Constellating four central topics—ghosts, colors, animals, and bees—in highly attuned prose, Dorothea Lasky explores the powers and complexities of the lyric, “metaphysical I,” which she exposes as one of the central expressions of human wildness. In deceptively simple language carrying profound insights directly to readers—with a sense that is at once bold and subtle—Lasky serves as an encouraging guide through the startling, sometimes dangerous, always exhilarating landscapes of feral poetic imagination.

Contributor Bio

Dorothea Lasky is the author, most recently, of The Wild Wind in the Space of the Word, published in the Bagley Wright Lecture Series from Wave Books (Wave Books, forthcoming).
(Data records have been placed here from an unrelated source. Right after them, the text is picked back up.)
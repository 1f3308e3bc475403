//! RSS feed generation.
//!
//! A downstream consumer of the page collection: reads the assembled
//! [`BuildOutput`](crate::generate::BuildOutput) and produces an RSS 2.0
//! channel with one item per page, in graph order (newest first). Never
//! mutates the pages it reads.

use crate::config::SiteMetadata;
use crate::generate::BuildOutput;
use crate::types::Page;
use chrono::{NaiveDate, NaiveTime};
use rss::validation::Validate;
use rss::{ChannelBuilder, GuidBuilder, ItemBuilder};
use std::fs;
use std::path::{Path, PathBuf};
use thiserror::Error;

#[derive(Error, Debug)]
pub enum FeedError {
    #[error("feed validation failed: {0}")]
    Invalid(String),
    #[error("IO error: {0}")]
    Io(#[from] std::io::Error),
}

/// Generate the feed XML for a build.
pub fn build_feed(output: &BuildOutput) -> Result<String, FeedError> {
    let items: Vec<rss::Item> = output
        .pages
        .iter()
        .map(|page| page_to_item(page, &output.site))
        .collect();

    let channel = ChannelBuilder::default()
        .title(output.site.title.clone())
        .link(output.site.url.clone())
        .description(output.site.description.clone())
        .generator("smallpress".to_string())
        .items(items)
        .build();

    channel
        .validate()
        .map_err(|e| FeedError::Invalid(e.to_string()))?;
    Ok(channel.to_string())
}

/// Write the feed XML into the output directory, returning its path.
pub fn write_feed(
    output: &BuildOutput,
    out_dir: &Path,
    filename: &str,
) -> Result<PathBuf, FeedError> {
    let xml = build_feed(output)?;
    fs::create_dir_all(out_dir)?;
    let feed_path = out_dir.join(filename);
    fs::write(&feed_path, xml)?;
    Ok(feed_path)
}

fn page_to_item(page: &Page, site: &SiteMetadata) -> rss::Item {
    let link = permalink(&site.url, &page.slug);

    ItemBuilder::default()
        .title(page.title.clone())
        .link(Some(link.clone()))
        .guid(GuidBuilder::default().permalink(true).value(link).build())
        .description((!page.excerpt.is_empty()).then(|| page.excerpt.clone()))
        .pub_date(rfc2822(page.date))
        .build()
}

/// Absolute URL for a page: site URL + slug, with a trailing slash.
fn permalink(site_url: &str, slug: &str) -> String {
    format!("{}/{}/", site_url.trim_end_matches('/'), slug)
}

/// RFC 2822 timestamp for a publication date (midnight UTC).
fn rfc2822(date: NaiveDate) -> String {
    date.and_time(NaiveTime::MIN).and_utc().to_rfc2822()
}

#[cfg(test)]
mod tests {
    use super::*;
    use crate::config::SiteMetadata;
    use crate::generate::assemble;
    use crate::test_helpers::{document, document_with_body};

    fn site() -> SiteMetadata {
        SiteMetadata {
            title: "Test Blog".to_string(),
            description: "A test blog".to_string(),
            url: "https://blog.example.com".to_string(),
            ..SiteMetadata::default()
        }
    }

    fn build_output(docs: Vec<crate::types::Document>) -> BuildOutput {
        assemble(docs, &site(), 160).unwrap()
    }

    #[test]
    fn channel_carries_site_metadata() {
        let output = build_output(vec![document("post", "2024-01-15")]);
        let xml = build_feed(&output).unwrap();

        assert!(xml.contains("<title>Test Blog</title>"));
        assert!(xml.contains("<link>https://blog.example.com</link>"));
        assert!(xml.contains("<description>A test blog</description>"));
    }

    #[test]
    fn one_item_per_page_in_graph_order() {
        let output = build_output(vec![
            document("older", "2024-01-15"),
            document("newer", "2024-02-15"),
        ]);
        let xml = build_feed(&output).unwrap();

        let newer = xml.find("https://blog.example.com/newer/").unwrap();
        let older = xml.find("https://blog.example.com/older/").unwrap();
        assert!(newer < older, "newest post must come first");
    }

    #[test]
    fn item_links_are_permalinks() {
        let output = build_output(vec![document("posts/hello", "2024-01-15")]);
        let xml = build_feed(&output).unwrap();

        assert!(xml.contains("<link>https://blog.example.com/posts/hello/</link>"));
        assert!(xml.contains("isPermaLink=\"true\""));
    }

    #[test]
    fn pub_date_is_rfc2822() {
        let output = build_output(vec![document("post", "2015-05-14")]);
        let xml = build_feed(&output).unwrap();

        assert!(xml.contains("14 May 2015"));
        assert!(xml.contains("00:00:00"));
    }

    #[test]
    fn item_description_uses_excerpt() {
        let output = build_output(vec![document_with_body(
            "post",
            "2024-01-15",
            "A short body that becomes the excerpt.",
        )]);
        let xml = build_feed(&output).unwrap();

        assert!(xml.contains("A short body that becomes the excerpt."));
    }

    #[test]
    fn trailing_slash_on_site_url_does_not_double() {
        assert_eq!(
            permalink("https://blog.example.com/", "post"),
            "https://blog.example.com/post/"
        );
        assert_eq!(
            permalink("https://blog.example.com", "post"),
            "https://blog.example.com/post/"
        );
    }

    #[test]
    fn empty_page_set_is_a_valid_feed() {
        let output = build_output(vec![]);
        assert!(build_feed(&output).is_ok());
    }

    #[test]
    fn write_feed_creates_the_file() {
        use tempfile::TempDir;

        let tmp = TempDir::new().unwrap();
        let output = build_output(vec![document("post", "2024-01-15")]);

        let path = write_feed(&output, &tmp.path().join("dist"), "feed.xml").unwrap();
        let xml = fs::read_to_string(&path).unwrap();
        assert!(path.ends_with("feed.xml"));
        assert!(xml.contains("<rss"));
    }
}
She is also the author of several full-length collections of poetry, including Milk (Wave Books, 2018), Rome (Liveright/W.W. Norton, 2014), Thunderbird (Wave Books, 2012), Black Life (Wave Books, 2010), and AWE (Wave Books, 2007), and is the co-editor of Open the Door: How to Excite Young People About Poetry (McSweeney's, 2013). She holds a doctorate in creativity and education from the University of Pennsylvania, is a graduate of the MFA program for Poets and Writers at the University of Massachusetts-Amherst, and has been educated at Harvard University and Washington University. She has taught poetry at New York University, Wesleyan University, and Bennington College. Currently, she is an Assistant Professor of Poetry at Columbia University's School of the Arts and lives in New York City.